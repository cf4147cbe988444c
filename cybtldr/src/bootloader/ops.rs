//! Single bootloader operations.
//!
//! Each operation builds one command, exchanges it, checks the response and
//! translates the device status. The first failure is returned unchanged.

use crate::{
    bootloader::{BOOTLOADER_VERSION_MASK, Bootloader, MAX_FLASH_ARRAYS, SUPPORTED_BOOTLOADER, transfer},
    error::{Error, ErrorCode, Result},
    protocol::{
        checksum32,
        command::{AppStatus, BootloaderInfo, CommandFrame, RowRange, SecurityKey},
        frame::{BASE_CMD_SIZE, MAX_PAYLOAD_SIZE, parse_response, try_parse_status},
    },
    transport::Transport,
};
use log::{debug, trace, warn};

/// Frame overhead of ProgramRow: packet header plus array id and row number.
const ROW_COMMAND_OVERHEAD: usize = BASE_CMD_SIZE + 3;

/// Frame overhead of ProgramData/VerifyData: packet header plus address and CRC.
const DATA_COMMAND_OVERHEAD: usize = BASE_CMD_SIZE + 8;

/// Largest data tail a ProgramRow frame can carry.
const ROW_COMMAND_MAX_DATA: usize = MAX_PAYLOAD_SIZE - (ROW_COMMAND_OVERHEAD - BASE_CMD_SIZE);

/// Largest data tail a ProgramData/VerifyData frame can carry.
const DATA_COMMAND_MAX_DATA: usize = MAX_PAYLOAD_SIZE - (DATA_COMMAND_OVERHEAD - BASE_CMD_SIZE);

impl<T: Transport> Bootloader<T> {
    /// Exchange one command and return the response payload.
    ///
    /// When no response of the expected size arrives but the received bytes
    /// form a valid packet with an error status, the device status is
    /// reported instead of the transport failure.
    fn execute(&mut self, frame: &CommandFrame) -> Result<Vec<u8>> {
        let request = frame.build(self.checksum)?;
        trace!("{:?}: {} byte request", frame.command(), request.len());

        let response = match transfer(
            &mut self.transport,
            &request,
            frame.response_len(),
            &self.transfer,
        ) {
            Ok(response) => response,
            Err(Error::Comm {
                code,
                message,
                received,
            }) => {
                return Err(match try_parse_status(&received, self.checksum) {
                    Some(status) if !status.is_success() => Error::Bootloader(status),
                    _ => Error::Comm {
                        code,
                        message,
                        received,
                    },
                });
            },
            Err(e) => return Err(e),
        };

        match frame
            .command()
            .response_data_len()
        {
            Some(len) => parse_response(&response, len).map(<[u8]>::to_vec),
            None => Ok(Vec::new()),
        }
    }

    /// Open the transport and enter the bootloader.
    pub fn enter_bootloader(&mut self, key: Option<&SecurityKey>) -> Result<BootloaderInfo> {
        self.enter(&CommandFrame::enter_bootloader(key))
    }

    /// Open the transport and enter the bootloader of an address-based image.
    pub fn enter_bootloader_v1(&mut self, product_id: u32) -> Result<BootloaderInfo> {
        self.enter(&CommandFrame::enter_bootloader_v1(product_id))
    }

    fn enter(&mut self, frame: &CommandFrame) -> Result<BootloaderInfo> {
        self.reset_session();
        self.transport
            .open()
            .map_err(Error::into_comm)?;

        let info = BootloaderInfo::parse(&self.execute(frame)?)?;
        debug!(
            "Bootloader entered: silicon {:#010x} rev {:#04x}, version {:#08x}",
            info.silicon_id, info.silicon_rev, info.bootloader_version
        );
        Ok(info)
    }

    /// Enter the bootloader and check that it matches the image.
    pub fn start_bootload(
        &mut self,
        silicon_id: u32,
        silicon_rev: u8,
        key: Option<&SecurityKey>,
    ) -> Result<BootloaderInfo> {
        let info = self.enter_bootloader(key)?;
        check_device(&info, silicon_id, silicon_rev)?;

        if info.bootloader_version & BOOTLOADER_VERSION_MASK != SUPPORTED_BOOTLOADER {
            return Err(Error::UnsupportedVersion(info.bootloader_version));
        }
        Ok(info)
    }

    /// Enter the bootloader of an address-based image and check the device.
    pub fn start_bootload_v1(
        &mut self,
        silicon_id: u32,
        silicon_rev: u8,
        product_id: u32,
    ) -> Result<BootloaderInfo> {
        let info = self.enter_bootloader_v1(product_id)?;
        check_device(&info, silicon_id, silicon_rev)?;
        Ok(info)
    }

    /// Leave the bootloader and close the transport.
    ///
    /// The device does not answer this command.
    pub fn exit_bootloader(&mut self) -> Result<()> {
        self.execute(&CommandFrame::exit_bootloader())?;
        self.transport
            .close()
            .map_err(Error::into_comm)?;
        debug!("Bootloader exited");
        Ok(())
    }

    /// Query the row range of a flash array.
    pub fn get_flash_size(&mut self, array_id: u8) -> Result<RowRange> {
        let data = self.execute(&CommandFrame::get_flash_size(array_id))?;
        RowRange::parse(&data)
    }

    /// Check that a row exists, fetching and caching the array's range on
    /// first use.
    pub fn validate_row(&mut self, array_id: u8, row: u16) -> Result<()> {
        let index = usize::from(array_id);
        if index >= MAX_FLASH_ARRAYS {
            return Err(Error::InvalidArray(array_id));
        }

        let range = match self.valid_rows[index] {
            Some(range) => range,
            None => {
                let range = self.get_flash_size(array_id)?;
                debug!(
                    "Array {array_id:#04x}: rows {}..={}",
                    range.start, range.end
                );
                self.valid_rows[index] = Some(range);
                range
            },
        };

        if range.contains(row) {
            Ok(())
        } else {
            Err(Error::RowOutOfRange {
                array_id,
                row,
                min: range.start,
                max: range.end,
            })
        }
    }

    /// Stage `data` with SendData commands until at most `max_remaining`
    /// bytes are left. Returns the number of bytes sent.
    pub fn send_data(&mut self, data: &[u8], max_remaining: usize) -> Result<usize> {
        let chunk = self
            .transport
            .max_transfer_size()
            .saturating_sub(BASE_CMD_SIZE)
            .min(MAX_PAYLOAD_SIZE)
            .min(data.len());

        let mut offset = 0;
        while data.len() - offset > max_remaining {
            if chunk == 0 {
                return Err(Error::frame(
                    ErrorCode::Length,
                    format!(
                        "transport packets of {} bytes cannot carry data",
                        self.transport.max_transfer_size()
                    ),
                ));
            }
            let len = chunk.min(data.len() - offset);
            self.execute(&CommandFrame::send_data(&data[offset..offset + len]))?;
            offset += len;
        }

        Ok(offset)
    }

    /// Range-check a row of a flash array. EEPROM arrays expose no flash
    /// size and pass unchecked.
    fn check_row(&mut self, array_id: u8, row: u16) -> Result<()> {
        if usize::from(array_id) < MAX_FLASH_ARRAYS {
            self.validate_row(array_id, row)
        } else {
            trace!("Array {array_id:#04x} is not flash; row {row} not range checked");
            Ok(())
        }
    }

    /// Erase one row.
    pub fn erase_row(&mut self, array_id: u8, row: u16) -> Result<()> {
        self.check_row(array_id, row)?;
        self.execute(&CommandFrame::erase_row(array_id, row))?;
        Ok(())
    }

    /// Program one row, splitting the data over SendData commands as needed.
    pub fn program_row(&mut self, array_id: u8, row: u16, data: &[u8]) -> Result<()> {
        self.check_row(array_id, row)?;

        let reserved = self
            .transport
            .max_transfer_size()
            .saturating_sub(ROW_COMMAND_OVERHEAD)
            .min(ROW_COMMAND_MAX_DATA);
        let offset = self.send_data(data, reserved)?;
        self.execute(&CommandFrame::program_row(array_id, row, &data[offset..]))?;
        Ok(())
    }

    /// Compare the device's checksum of one row with `expected`.
    pub fn verify_row(&mut self, array_id: u8, row: u16, expected: u8) -> Result<()> {
        self.check_row(array_id, row)?;

        let data = self.execute(&CommandFrame::verify_row(array_id, row))?;
        let actual = data[0];
        if actual != expected {
            return Err(Error::ChecksumMismatch { expected, actual });
        }
        Ok(())
    }

    /// Query validity and active flags of an application.
    pub fn get_app_status(&mut self, app_id: u8) -> Result<AppStatus> {
        let data = self.execute(&CommandFrame::get_app_status(app_id))?;
        AppStatus::parse(&data)
    }

    /// Mark an application active.
    pub fn set_active_app(&mut self, app_id: u8) -> Result<()> {
        self.execute(&CommandFrame::set_active_app(app_id))?;
        debug!("Application {app_id} marked active");
        Ok(())
    }

    /// Check the application checksum after all rows were processed.
    pub fn verify_application(&mut self) -> Result<()> {
        let data = self.execute(&CommandFrame::verify_checksum())?;
        check_application_flag(data[0])
    }

    /// Check the checksum of one application of an address-based image.
    pub fn verify_application_v1(&mut self, app_id: u8) -> Result<()> {
        let data = self.execute(&CommandFrame::verify_checksum_v1(app_id))?;
        check_application_flag(data[0])
    }

    /// Record start address and size of an application.
    pub fn set_app_metadata(&mut self, app_id: u8, start: u32, size: u32) -> Result<()> {
        debug!("Application {app_id}: start {start:#010x}, {size} bytes");
        self.execute(&CommandFrame::set_metadata(app_id, start, size))?;
        Ok(())
    }

    /// Set the encryption initial vector.
    pub fn set_encryption_iv(&mut self, iv: &[u8]) -> Result<()> {
        self.execute(&CommandFrame::set_eiv(iv))?;
        Ok(())
    }

    /// Erase the row holding `address`.
    pub fn erase_data(&mut self, address: u32) -> Result<()> {
        self.execute(&CommandFrame::erase_data(address))?;
        Ok(())
    }

    /// Program `data` at `address`.
    pub fn program_data(&mut self, address: u32, data: &[u8]) -> Result<()> {
        let crc = checksum32(data);
        let offset = self.send_data(data, self.data_reserve())?;
        self.execute(&CommandFrame::program_data(address, crc, &data[offset..]))?;
        Ok(())
    }

    /// Compare `data` with the flash content at `address`.
    pub fn verify_data(&mut self, address: u32, data: &[u8]) -> Result<()> {
        let crc = checksum32(data);
        let offset = self.send_data(data, self.data_reserve())?;
        self.execute(&CommandFrame::verify_data(address, crc, &data[offset..]))?;
        Ok(())
    }

    fn data_reserve(&self) -> usize {
        self.transport
            .max_transfer_size()
            .saturating_sub(DATA_COMMAND_OVERHEAD)
            .min(DATA_COMMAND_MAX_DATA)
    }

    /// Leave the bootloader on a best-effort basis.
    pub(crate) fn end_session(&mut self) {
        if let Err(e) = self.exit_bootloader() {
            warn!("Failed to exit bootloader: {e}");
        }
    }
}

fn check_device(info: &BootloaderInfo, silicon_id: u32, silicon_rev: u8) -> Result<()> {
    if info.silicon_id != silicon_id || info.silicon_rev != silicon_rev {
        return Err(Error::DeviceMismatch {
            expected_id: silicon_id,
            expected_rev: silicon_rev,
            actual_id: info.silicon_id,
            actual_rev: info.silicon_rev,
        });
    }
    Ok(())
}

fn check_application_flag(flag: u8) -> Result<()> {
    if flag == 1 {
        Ok(())
    } else {
        Err(Error::InvalidApplication)
    }
}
###
» **What is needed**: Return exactly what appears above, from the first line of the entries to the line with "const ROW_COMMAND_MAX_DATA: usize", inclusive.

» **Written solution**:
repository cf4147cbe988444c
filename cybtldr/src/bootloader/ops.rs
//! Single bootloader operations.
//!
//! Each operation builds one command, exchanges it, checks the response and
//! translates the device status. The first failure is returned unchanged.

use crate::{
    bootloader::{BOOTLOADER_VERSION_MASK, Bootloader, MAX_FLASH_ARRAYS, SUPPORTED_BOOTLOADER, transfer},
    error::{Error, ErrorCode, Result},
    protocol::{
        checksum32,
        command::{AppStatus, BootloaderInfo, CommandFrame, RowRange, SecurityKey},
        frame::{BASE_CMD_SIZE, MAX_PAYLOAD_SIZE, parse_response, try_parse_status},
    },
    transport::Transport,
};
use log::{debug, trace, warn};

/// Frame overhead of ProgramRow: packet header plus array id and row number.
const ROW_COMMAND_OVERHEAD: usize = BASE_CMD_SIZE + 3;

/// Frame overhead of ProgramData/VerifyData: packet header plus address and CRC.
const DATA_COMMAND_OVERHEAD: usize = BASE_CMD_SIZE + 8;

/// Largest data tail a ProgramRow frame can carry.
const ROW_COMMAND_MAX_DATA: usize = MAX_PAYLOAD_SIZE - (ROW_COMMAND_OVERHEAD - BASE_CMD_SIZE);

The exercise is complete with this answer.